P-values of Left-Tailed F-Test for CTRL vs NF
| Subject | SLV | SWV | TSV |
|---|---|---|---|
| 01 | ≪ 0.05 | ≪ 0.05 | ≪ 0.05 |
| 02 | ≪ 0.05 | ≪ 0.05 | ≪ 0.05 |
| 03 | ≪ 0.05 | 0.88 | ≪ 0.05 |
| 04 | ≪ 0.05 | ≪ 0.05 | ≪ 0.05 |
| 05 | ≪ 0.05 | ≪ 0.05 | ≪ 0.05 |
| 06 | 1 | ≪ 0.05 | ≪ 0.05 |
| 07 | ≪ 0.05 | ≪ 0.05 | ≪ 0.05 |
| 08 | ≪ 0.05 | ≪ 0.05 | ≪ 0.05 |
| 09 | 0.5 | 1 | 1 |
| Lumped | ≪ 0.05 | ≪ 0.05 | ≪ 0.05 |
Fig. 2.
Temporal trunk sway data for a representative subject. The thicker center line represents the average trunk sway trajectory, whereas the light colored areas represent the (±) standard deviation. These figures represent data from one subject across all trials. The data’s time period was normalized to be the same and the data was shifted up/down on the y-axis to have a mean value of zero.

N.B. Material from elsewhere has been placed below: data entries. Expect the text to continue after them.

//! Natives 30–35: the segment map and actor walking.

use anyhow::Result;

use crate::host::Host;
use crate::machine::Machine;

pub(crate) fn map_load<H: Host>(m: &mut Machine<H>, host: &mut H) -> Result<()> {
    let res = m.word_arg(4)? as u16;
    host.walkmap().load(res);
    Ok(())
}

/// The pathfinder's verdict also lands in the `WalkResult` variable, which
/// is where scripts poll it from.
pub(crate) fn walk_to<H: Host>(m: &mut Machine<H>, host: &mut H) -> Result<()> {
    let actor = m.byte_arg(4)?;
    let x = m.word_arg(5)?;
    let y = m.word_arg(7)?;
    let result = host.walkmap().walk_to(actor, x, y);
    m.vars.walk_result = result;
    Ok(())
}

pub(crate) fn walk_stop<H: Host>(m: &mut Machine<H>, host: &mut H) -> Result<()> {
    let actor = m.byte_arg(4)?;
    host.walkmap().walk_stop(actor);
    Ok(())
}

pub(crate) fn point_walkable<H: Host>(m: &mut Machine<H>, host: &mut H) -> Result<()> {
    let x = m.word_arg(4)?;
    let y = m.word_arg(6)?;
    let walkable = host.walkmap().walkable(x, y);
    m.set_acc(walkable as i16);
    Ok(())
}

pub(crate) fn segment_at<H: Host>(m: &mut Machine<H>, host: &mut H) -> Result<()> {
    let x = m.word_arg(4)?;
    let y = m.word_arg(6)?;
    let segment = host.walkmap().segment_at(x, y);
    m.set_acc(segment);
    Ok(())
}

pub(crate) fn segment_enable<H: Host>(m: &mut Machine<H>, host: &mut H) -> Result<()> {
    let segment = m.byte_arg(4)?;
    let flag = m.byte_arg(5)?;
    host.walkmap().segment_enable(segment, flag != 0);
    Ok(())
}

B. Constant & Corrective Feedback vs No-Feedback
The variances in the CORR and CNST feedback cases are expected to be smaller than the NF case. The P-values for these two comparisons are in Table II and Table III. For stride length, six subjects showed significant improvement, i.e., reduced variance, using the CNST feedback strategy and five subjects showed significant improvement using the CORR feedback strategy. All other subjects showed no significant change. For step width, seven subjects showed a significant decrease in variance using the CNST feedback strategy. The other subjects showed no significant change. For the CORR feedback strategy, eight subjects showed a decrease in variance and the other subject showed no significant change. For trunk sway, four subjects showed significant decrease in variance while using the CNST feedback strategy, whereas five subjects showed an significant increase or no significant change. Seven subjects showed a significant decrease in variance using the CORR feedback strategy and two subjects showed no change.
TABLE II.
P-values of Left-Tailed F-Test for CNST vs NF
| Subject | SLV | SWV | TSV |
|---|---|---|---|
| 01 | ≪ 0.05 | ≪ 0.05 | 1 |
| 02 | 0.21 | 1 | ≪ 0.05 |
| 03 | 0.94 | ≪ 0.05 | 1 |
| 04 | ≪ 0.05 | ≪ 0.05 | ≪ 0.05 |
| 05 | ≪ 0.05 | ≪ 0.05 | ≪ 0.05 |
| 06 | ≪ 0.05 | ≪ 0.05 | 0.18 |
| 07 | ≪ 0.05 | ≪ 0.05 | 1 |
| 08 | ≪ 0.05 | ≪ 0.05 | ≪ 0.05 |
| 09 | 1 | 1 | 1 |
| Lumped | ≪ 0.05 | ≪ 0.05 | 1 |
TABLE III.
P-values of Left-Tailed F-Test for CORR vs NF
| Subject | SLV | SWV | TSV |
|---|---|---|---|
| 01 | 0.99 | ≪ 0.05 | 1 |
| 02 | ≪ 0.05 | ≪ 0.05 | ≪ 0.05 |
| 03 | 0.12 | 0.078 | ≪ 0.05 |
| 04 | ≪ 0.05 | ≪ 0.05 | ≪ 0.05 |
| 05 | ≪ 0.05 | ≪ 0.05 | ≪ 0.05 |
| 06 | ≪ 0.05 | ≪ 0.05 | ≪ 0.05 |
| 07 | 0.09 | ≪ 0.05 | 1 |
| 08 | ≪ 0.05 | ≪ 0.05 | ≪ 0.05 |
| 09 | 1 | ≪ 0.05 | ≪ 0.05 |
| Lumped | ≪ 0.05 | 0.45 | ≪ 0.05 |
Figs. 2b and 2c show the trunk sway temporal data for the two feedback strategies compared to the NF condition. An improvement in variability across the entire stride is visible from the narrower error bars for either feedback strategies compared with the NF condition. The mean value for the trunk sway temporal data did not visually change, but only variability is associated with stability [29].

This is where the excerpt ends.